En avril 1961, peu après l'installation des trois premières cloches, le curé de la paroisse recevait un courrier :
« Nos cloches étaient bien jolies, lors de leur bénédiction, et leur son joyeux est plaisant, certes. Mais on ne les entend pas assez loin. C'est un peu léger, vous ne trouvez pas ? »
Et la réponse formulée par le curé se veut extrêmement rassurante sur le cas de la quatrième cloche :
« Bien sûr, cher ami, notre clocher ne fera jamais concurrence à Saint-Maximin, avec son bourdon de six tonnes. Mais tout vient en son temps, ne l'oubliez... »
Le 2 mai 1961, M. Schivre s'éteint, sa santé « usée par ce bijou » où il « avait mis tout son cœur » (Républicain lorrain du 13 octobre 1966).
Marie-Joseph, alliage d'étain et de bronze, coulée aux fonderies Paccard, pèse 1500 kg. Elle arrive à Thionville le 12 octobre 1966.

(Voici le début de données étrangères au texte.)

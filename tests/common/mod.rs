use std::fs;
use std::path::PathBuf;
use tempfile::TempDir;

/// Write a config file into a fresh temporary directory
#[allow(dead_code)]
pub fn temp_config_file(contents: &str) -> (TempDir, PathBuf) {
    let temp_dir = TempDir::new().expect("failed to create tempdir");
    let config_path = temp_dir.path().join("config.yaml");
    fs::write(&config_path, contents).expect("failed to write config file");
    (temp_dir, config_path)
}

/// Config pointing at `base_url` with an identity file inside `dir`
#[allow(dead_code)]
pub fn server_config(dir: &TempDir, base_url: &str) -> PathBuf {
    let identity = dir.path().join("identity.json");
    let config_path = dir.path().join("config.yaml");
    let contents = format!(
        "server:\n  base_url: {}\n  request_timeout_seconds: 5\nidentity:\n  path: {}\n",
        base_url,
        identity.display()
    );
    fs::write(&config_path, contents).expect("failed to write config file");
    config_path
}

/// Identity file with a fixed user
#[allow(dead_code)]
pub fn write_identity(dir: &TempDir, user_id: &str, username: &str) -> PathBuf {
    let path = dir.path().join("identity.json");
    let contents = serde_json::json!({
        "fgo_user_id": user_id,
        "fgo_username": username,
    });
    fs::write(&path, contents.to_string()).expect("failed to write identity file");
    path
}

Son son Ré s'accorde ainsi avec celui des trois autres cloches. D'un côté, elle affiche le portrait de Saint Joseph, en compagnie de la Vierge Marie. « Sit laus deo patri, summo Christo deus, spiritus sancto, tribus honor unus » (« Par ma voix, le Seigneur vous appelle à célébrer ses louanges), derniers mots de l' « Ave Maria Stella», accompagne les effigies. Quant à l'autre côté de la cloche, on y trouve l'inscription « Marie-Joseph, le 4 novembre 1966, Paul VI étant pape, les amis de Thionville de Saint-François ont offert cette cloche pour la dédicace de l'église. Parrain : M. Jean-Baptiste dimanche ; marraine : Mme Marguerite Masuy ».
Son déchargement est réalisé par la grue du garage Onasch, en la présence de M. Leclerc, président de l'Amicale Saint-François et conseiller municipal, ainsi que de l'abbé Canuel. La cloche est suspendue à un portique de bois, sur le parvis de Notre-Dame de l'Assomption, dans l'attente de sa bénédiction.

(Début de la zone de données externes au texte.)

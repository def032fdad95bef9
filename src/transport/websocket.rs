//! WebSocket connector for `{ws_base}/ws/chat/{session_id}`

use std::time::Duration;

use async_trait::async_trait;
use futures::{SinkExt, StreamExt};
use tokio::sync::mpsc;
use tokio::time::{Instant, Interval};
use tokio_tungstenite::tungstenite::Message as WsMessage;

use super::{Connection, Connector};
use crate::config::Config;
use crate::error::{FgoChatError, Result};
use crate::protocol::OutboundFrame;

/// Opens one WebSocket per session against the agent service
#[derive(Debug, Clone)]
pub struct WebSocketConnector {
    base_url: String,
    heartbeat: Option<Duration>,
}

impl WebSocketConnector {
    /// Create a connector from the server and transport settings
    ///
    /// # Errors
    ///
    /// Returns error if no WebSocket base URL can be derived
    pub fn new(config: &Config) -> Result<Self> {
        Ok(Self {
            base_url: config.server.websocket_base()?,
            heartbeat: config.transport.heartbeat_interval(),
        })
    }

    /// Connection URL for a session
    pub fn session_url(&self, session_id: &str) -> Result<url::Url> {
        let mut url = url::Url::parse(&self.base_url).map_err(|e| {
            FgoChatError::Config(format!("Invalid WebSocket URL '{}': {}", self.base_url, e))
        })?;
        url.path_segments_mut()
            .map_err(|_| {
                FgoChatError::Config(format!("WebSocket URL cannot be a base: {}", self.base_url))
            })?
            .pop_if_empty()
            .extend(["ws", "chat", session_id]);
        Ok(url)
    }
}

#[async_trait]
impl Connector for WebSocketConnector {
    async fn connect(&self, session_id: &str) -> Result<Connection> {
        let url = self.session_url(session_id)?;
        tracing::debug!(%url, "Connecting WebSocket");

        let (stream, _response) = tokio_tungstenite::connect_async(url.as_str())
            .await
            .map_err(|e| FgoChatError::Transport(format!("Failed to connect to {}: {}", url, e)))?;

        let (mut sink, stream) = stream.split();
        let (outbound, mut outbound_rx) = mpsc::unbounded_channel::<String>();
        let mut heartbeat = self
            .heartbeat
            .map(|period| tokio::time::interval_at(Instant::now() + period, period));

        // Writer: user frames and heartbeats share the sink. Ends when the
        // manager drops the outbound sender or the socket breaks.
        tokio::spawn(async move {
            loop {
                let text = tokio::select! {
                    next = outbound_rx.recv() => match next {
                        Some(text) => text,
                        None => break,
                    },
                    _ = tick(&mut heartbeat) => match OutboundFrame::Ping.to_text() {
                        Ok(text) => text,
                        Err(e) => {
                            tracing::warn!("Failed to encode heartbeat: {}", e);
                            continue;
                        }
                    },
                };

                if let Err(e) = sink.send(WsMessage::Text(text)).await {
                    tracing::debug!("WebSocket writer stopped: {}", e);
                    return;
                }
            }
            let _ = sink.close().await;
        });

        let inbound = stream
            .filter_map(|message| {
                futures::future::ready(match message {
                    Ok(WsMessage::Text(text)) => Some(Ok(text)),
                    Ok(WsMessage::Close(frame)) => {
                        tracing::debug!(?frame, "WebSocket close frame");
                        None
                    }
                    Ok(_) => None,
                    Err(e) => Some(Err(anyhow::Error::from(FgoChatError::WebSocket(e)))),
                })
            })
            .boxed();

        Ok(Connection { outbound, inbound })
    }
}

/// Wait for the next heartbeat, or forever when heartbeats are disabled
async fn tick(heartbeat: &mut Option<Interval>) {
    match heartbeat {
        Some(interval) => {
            interval.tick().await;
        }
        None => std::future::pending::<()>().await,
    }
}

D'ailleurs, celle-ci a lieu entre les messes de 9h30 et 10h30, le dimanche 16 octobre 1966. Son rôle sera désormais de convier les fidèles aux offices dominicales. Dès le lendemain, elle rejoint les trois autres cloches au sommet du clocher.
La consécration
Dix ans après la bénédiction de l'église, le 4 novembre 1956, l'abbé Canuel et la paroisse Saint-François organisent les préparatifs de sa consécration par Monseigneur Schmit, évêque de Metz.
La cérémonie débute par le scellement, dans l'autel de l'église, de quatre reliques.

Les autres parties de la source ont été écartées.